** Data provided follows **
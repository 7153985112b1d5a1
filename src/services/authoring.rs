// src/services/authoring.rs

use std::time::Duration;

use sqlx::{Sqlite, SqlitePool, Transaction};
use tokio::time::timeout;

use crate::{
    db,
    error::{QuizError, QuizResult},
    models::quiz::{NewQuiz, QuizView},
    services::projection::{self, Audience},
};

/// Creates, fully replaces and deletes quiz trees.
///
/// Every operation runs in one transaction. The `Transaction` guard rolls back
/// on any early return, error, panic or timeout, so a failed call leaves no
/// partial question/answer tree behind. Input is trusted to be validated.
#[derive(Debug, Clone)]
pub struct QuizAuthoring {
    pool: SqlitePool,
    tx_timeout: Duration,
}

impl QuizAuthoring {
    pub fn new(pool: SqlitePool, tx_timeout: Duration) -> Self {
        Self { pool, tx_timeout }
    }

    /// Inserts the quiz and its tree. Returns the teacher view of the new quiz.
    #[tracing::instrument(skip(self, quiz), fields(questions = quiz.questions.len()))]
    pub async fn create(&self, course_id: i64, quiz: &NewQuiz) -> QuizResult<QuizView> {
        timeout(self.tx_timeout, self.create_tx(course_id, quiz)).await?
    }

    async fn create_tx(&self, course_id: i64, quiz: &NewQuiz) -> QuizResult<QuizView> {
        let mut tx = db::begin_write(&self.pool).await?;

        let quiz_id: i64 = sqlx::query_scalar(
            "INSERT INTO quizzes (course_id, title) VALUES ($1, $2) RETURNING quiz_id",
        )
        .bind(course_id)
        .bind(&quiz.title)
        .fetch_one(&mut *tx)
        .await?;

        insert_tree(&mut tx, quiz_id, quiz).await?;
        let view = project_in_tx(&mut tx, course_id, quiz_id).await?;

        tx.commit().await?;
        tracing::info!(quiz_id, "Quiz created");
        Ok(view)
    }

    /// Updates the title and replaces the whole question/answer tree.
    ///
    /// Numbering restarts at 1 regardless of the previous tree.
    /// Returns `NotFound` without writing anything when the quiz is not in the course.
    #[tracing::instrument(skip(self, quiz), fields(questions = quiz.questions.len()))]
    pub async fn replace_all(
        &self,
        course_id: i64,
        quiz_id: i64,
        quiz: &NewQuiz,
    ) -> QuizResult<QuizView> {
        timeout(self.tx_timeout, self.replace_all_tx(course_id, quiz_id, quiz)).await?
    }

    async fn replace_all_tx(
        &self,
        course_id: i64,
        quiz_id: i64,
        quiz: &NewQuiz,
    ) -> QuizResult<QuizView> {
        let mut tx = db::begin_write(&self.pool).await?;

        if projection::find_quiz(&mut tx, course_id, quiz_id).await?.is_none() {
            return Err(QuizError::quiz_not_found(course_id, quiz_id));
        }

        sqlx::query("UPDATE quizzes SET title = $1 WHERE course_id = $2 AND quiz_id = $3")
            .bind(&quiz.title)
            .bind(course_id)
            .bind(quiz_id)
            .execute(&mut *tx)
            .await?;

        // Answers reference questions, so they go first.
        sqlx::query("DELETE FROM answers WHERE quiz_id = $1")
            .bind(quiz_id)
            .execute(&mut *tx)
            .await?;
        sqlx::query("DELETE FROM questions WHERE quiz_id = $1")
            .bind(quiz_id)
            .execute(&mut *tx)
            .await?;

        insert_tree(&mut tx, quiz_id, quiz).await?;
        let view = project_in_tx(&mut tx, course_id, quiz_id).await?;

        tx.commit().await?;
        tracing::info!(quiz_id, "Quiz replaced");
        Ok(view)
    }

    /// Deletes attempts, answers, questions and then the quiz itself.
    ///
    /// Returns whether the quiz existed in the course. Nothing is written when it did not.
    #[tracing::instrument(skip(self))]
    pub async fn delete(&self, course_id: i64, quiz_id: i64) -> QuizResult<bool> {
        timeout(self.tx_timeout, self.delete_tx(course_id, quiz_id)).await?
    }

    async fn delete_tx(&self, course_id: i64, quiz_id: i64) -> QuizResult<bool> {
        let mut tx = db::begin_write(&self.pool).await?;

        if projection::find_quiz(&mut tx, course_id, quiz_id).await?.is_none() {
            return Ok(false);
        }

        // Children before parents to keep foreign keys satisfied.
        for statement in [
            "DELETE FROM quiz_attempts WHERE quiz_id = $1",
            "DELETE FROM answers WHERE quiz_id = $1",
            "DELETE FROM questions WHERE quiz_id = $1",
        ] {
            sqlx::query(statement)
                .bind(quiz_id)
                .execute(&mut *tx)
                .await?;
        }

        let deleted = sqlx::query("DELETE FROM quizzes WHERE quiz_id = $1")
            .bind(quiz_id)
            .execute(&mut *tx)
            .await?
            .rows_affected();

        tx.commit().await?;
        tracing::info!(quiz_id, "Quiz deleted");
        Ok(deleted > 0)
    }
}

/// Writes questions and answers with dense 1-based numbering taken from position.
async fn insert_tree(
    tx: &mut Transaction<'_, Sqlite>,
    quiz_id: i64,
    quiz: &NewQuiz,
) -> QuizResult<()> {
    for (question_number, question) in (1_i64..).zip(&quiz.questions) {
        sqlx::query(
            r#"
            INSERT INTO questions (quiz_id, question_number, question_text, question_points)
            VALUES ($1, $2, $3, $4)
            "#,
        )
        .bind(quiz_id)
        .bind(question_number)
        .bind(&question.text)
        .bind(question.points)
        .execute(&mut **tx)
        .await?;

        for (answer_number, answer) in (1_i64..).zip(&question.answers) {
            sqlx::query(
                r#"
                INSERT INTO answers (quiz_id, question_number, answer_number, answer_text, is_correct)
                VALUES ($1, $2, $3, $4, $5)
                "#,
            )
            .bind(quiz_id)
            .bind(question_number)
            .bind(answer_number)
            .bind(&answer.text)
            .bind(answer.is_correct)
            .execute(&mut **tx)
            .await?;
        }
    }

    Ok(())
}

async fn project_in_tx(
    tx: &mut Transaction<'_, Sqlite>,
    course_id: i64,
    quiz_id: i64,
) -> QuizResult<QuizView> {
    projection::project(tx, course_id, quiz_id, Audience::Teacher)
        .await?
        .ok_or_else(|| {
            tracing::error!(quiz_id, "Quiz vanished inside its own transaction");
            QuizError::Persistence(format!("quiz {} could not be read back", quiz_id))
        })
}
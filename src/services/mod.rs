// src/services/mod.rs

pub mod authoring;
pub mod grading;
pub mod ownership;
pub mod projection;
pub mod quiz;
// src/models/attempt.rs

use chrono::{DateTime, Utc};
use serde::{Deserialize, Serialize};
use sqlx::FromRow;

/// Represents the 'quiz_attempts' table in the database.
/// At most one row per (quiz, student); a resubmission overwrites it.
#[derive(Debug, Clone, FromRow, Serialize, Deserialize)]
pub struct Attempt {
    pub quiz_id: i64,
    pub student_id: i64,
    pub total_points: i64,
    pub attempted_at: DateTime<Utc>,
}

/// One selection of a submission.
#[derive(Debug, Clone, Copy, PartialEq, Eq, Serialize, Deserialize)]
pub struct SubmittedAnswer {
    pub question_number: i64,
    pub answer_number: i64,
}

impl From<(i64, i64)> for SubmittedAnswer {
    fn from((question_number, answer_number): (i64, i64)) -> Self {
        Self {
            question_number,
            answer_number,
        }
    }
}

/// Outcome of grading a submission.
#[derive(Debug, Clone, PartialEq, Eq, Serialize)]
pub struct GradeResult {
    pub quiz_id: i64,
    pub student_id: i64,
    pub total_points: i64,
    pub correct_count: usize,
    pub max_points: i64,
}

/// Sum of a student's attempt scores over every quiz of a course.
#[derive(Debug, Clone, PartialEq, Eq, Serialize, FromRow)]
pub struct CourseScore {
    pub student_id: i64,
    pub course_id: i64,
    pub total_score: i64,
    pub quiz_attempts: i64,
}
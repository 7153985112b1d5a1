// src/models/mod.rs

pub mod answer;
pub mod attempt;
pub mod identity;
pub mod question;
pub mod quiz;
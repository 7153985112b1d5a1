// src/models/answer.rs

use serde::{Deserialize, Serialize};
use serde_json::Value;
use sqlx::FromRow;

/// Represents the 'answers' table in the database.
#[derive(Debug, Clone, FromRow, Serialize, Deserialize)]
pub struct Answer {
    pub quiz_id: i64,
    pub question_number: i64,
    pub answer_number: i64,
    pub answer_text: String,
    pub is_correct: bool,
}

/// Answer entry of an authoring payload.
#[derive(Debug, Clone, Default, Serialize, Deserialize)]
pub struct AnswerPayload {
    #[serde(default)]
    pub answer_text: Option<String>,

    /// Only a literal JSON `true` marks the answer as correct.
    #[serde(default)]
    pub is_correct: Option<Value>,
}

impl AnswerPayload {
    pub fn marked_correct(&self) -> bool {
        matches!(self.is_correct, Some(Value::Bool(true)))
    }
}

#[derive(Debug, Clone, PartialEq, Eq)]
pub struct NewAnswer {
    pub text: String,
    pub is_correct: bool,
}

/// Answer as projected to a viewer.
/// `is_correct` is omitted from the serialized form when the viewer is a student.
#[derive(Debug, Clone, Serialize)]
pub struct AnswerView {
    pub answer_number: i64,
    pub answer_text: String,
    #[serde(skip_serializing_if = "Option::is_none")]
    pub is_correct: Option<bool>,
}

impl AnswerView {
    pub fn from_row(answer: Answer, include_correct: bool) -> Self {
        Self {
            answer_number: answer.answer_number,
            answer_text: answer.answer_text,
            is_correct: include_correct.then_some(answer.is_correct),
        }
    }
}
** End of Data provided **
What you are asked to do:
Show each line of the records above containing "title".

Answer to this exercise:
            "INSERT INTO quizzes (course_id, title) VALUES ($1, $2) RETURNING quiz_id",
        .bind(&quiz.title)
    /// Updates the title and replaces the whole question/answer tree.
        sqlx::query("UPDATE quizzes SET title = $1 WHERE course_id = $2 AND quiz_id = $3")
            .bind(&quiz.title)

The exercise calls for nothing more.